▶ _INPUT DATA_:

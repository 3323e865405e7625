use crate::utils::from_env::FromEnvVar;
use tracing_subscriber::{filter::EnvFilter, layer::SubscriberExt, util::SubscriberInitExt, Layer};

const TRACING_LOG_JSON: &str = "TRACING_LOG_JSON";

/// Filter used when `RUST_LOG` is unset or unparsable. The tool is run by
/// hand, so progress is logged at `info` by default.
const DEFAULT_DIRECTIVE: &str = "info";

/// Install a format layer based on the `TRACING_LOG_JSON` environment
/// variable, and then install the registry.
macro_rules! install_fmt {
    (json @ $registry:ident, $filter:ident) => {{
        let fmt = tracing_subscriber::fmt::layer().json().with_filter($filter);
        $registry.with(fmt).init();
    }};
    (log @ $registry:ident, $filter:ident) => {{
        let fmt = tracing_subscriber::fmt::layer().with_filter($filter);
        $registry.with(fmt).init();
    }};
    ($registry:ident, $filter:ident) => {{
        let json = bool::from_env_var(TRACING_LOG_JSON).unwrap_or(false);
        if json {
            install_fmt!(json @ $registry, $filter);
        } else {
            install_fmt!(log @ $registry, $filter);
        }
    }};
}

/// Build the level filter from `RUST_LOG`, falling back to `info`.
pub fn env_filter() -> EnvFilter {
    EnvFilter::try_from_default_env().unwrap_or_else(|_| EnvFilter::new(DEFAULT_DIRECTIVE))
}

/// Init tracing with a `fmt` layer.
///
/// ## Env Reads
///
/// - `RUST_LOG` - standard [`EnvFilter`] directives. Defaults to `info`.
/// - `TRACING_LOG_JSON` - If set to a truthy value, will enable JSON logging.
///
/// ## Panics
///
/// This function will panic if a global subscriber has already been set.
pub fn init_tracing() {
    let registry = tracing_subscriber::registry();
    let filter = env_filter();
    install_fmt!(registry, filter);
}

▶ _YOUR ASSIGNMENT_: Transcribe the listing so that each line matches exactly.

▶ _RESULT OF THIS TASK_:
repository 3323e865405e7625
use crate::utils::from_env::FromEnvVar;
use tracing_subscriber::{filter::EnvFilter, layer::SubscriberExt, util::SubscriberInitExt, Layer};

const TRACING_LOG_JSON: &str = "TRACING_LOG_JSON";

/// Filter used when `RUST_LOG` is unset or unparsable. The tool is run by
/// hand, so progress is logged at `info` by default.
const DEFAULT_DIRECTIVE: &str = "info";

/// Install a format layer based on the `TRACING_LOG_JSON` environment
/// variable, and then install the registry.
macro_rules! install_fmt {
    (json @ $registry:ident, $filter:ident) => {{
        let fmt = tracing_subscriber::fmt::layer().json().with_filter($filter);
        $registry.with(fmt).init();
    }};
    (log @ $registry:ident, $filter:ident) => {{
        let fmt = tracing_subscriber::fmt::layer().with_filter($filter);
        $registry.with(fmt).init();
    }};
    ($registry:ident, $filter:ident) => {{
        let json = bool::from_env_var(TRACING_LOG_JSON).unwrap_or(false);
        if json {
            install_fmt!(json @ $registry, $filter);
        } else {
            install_fmt!(log @ $registry, $filter);
        }
    }};
}

/// Build the level filter from `RUST_LOG`, falling back to `info`.
pub fn env_filter() -> EnvFilter {
    EnvFilter::try_from_default_env().unwrap_or_else(|_| EnvFilter::new(DEFAULT_DIRECTIVE))
}

/// Init tracing with a `fmt` layer.
///
/// ## Env Reads
///
/// - `RUST_LOG` - standard [`EnvFilter`] directives. Defaults to `info`.
/// - `TRACING_LOG_JSON` - If set to a truthy value, will enable JSON logging.
///
/// ## Panics
///
/// This function will panic if a global subscriber has already been set.
pub fn init_tracing() {
    let registry = tracing_subscriber::registry();
    let filter = env_filter();
    install_fmt!(registry, filter);
}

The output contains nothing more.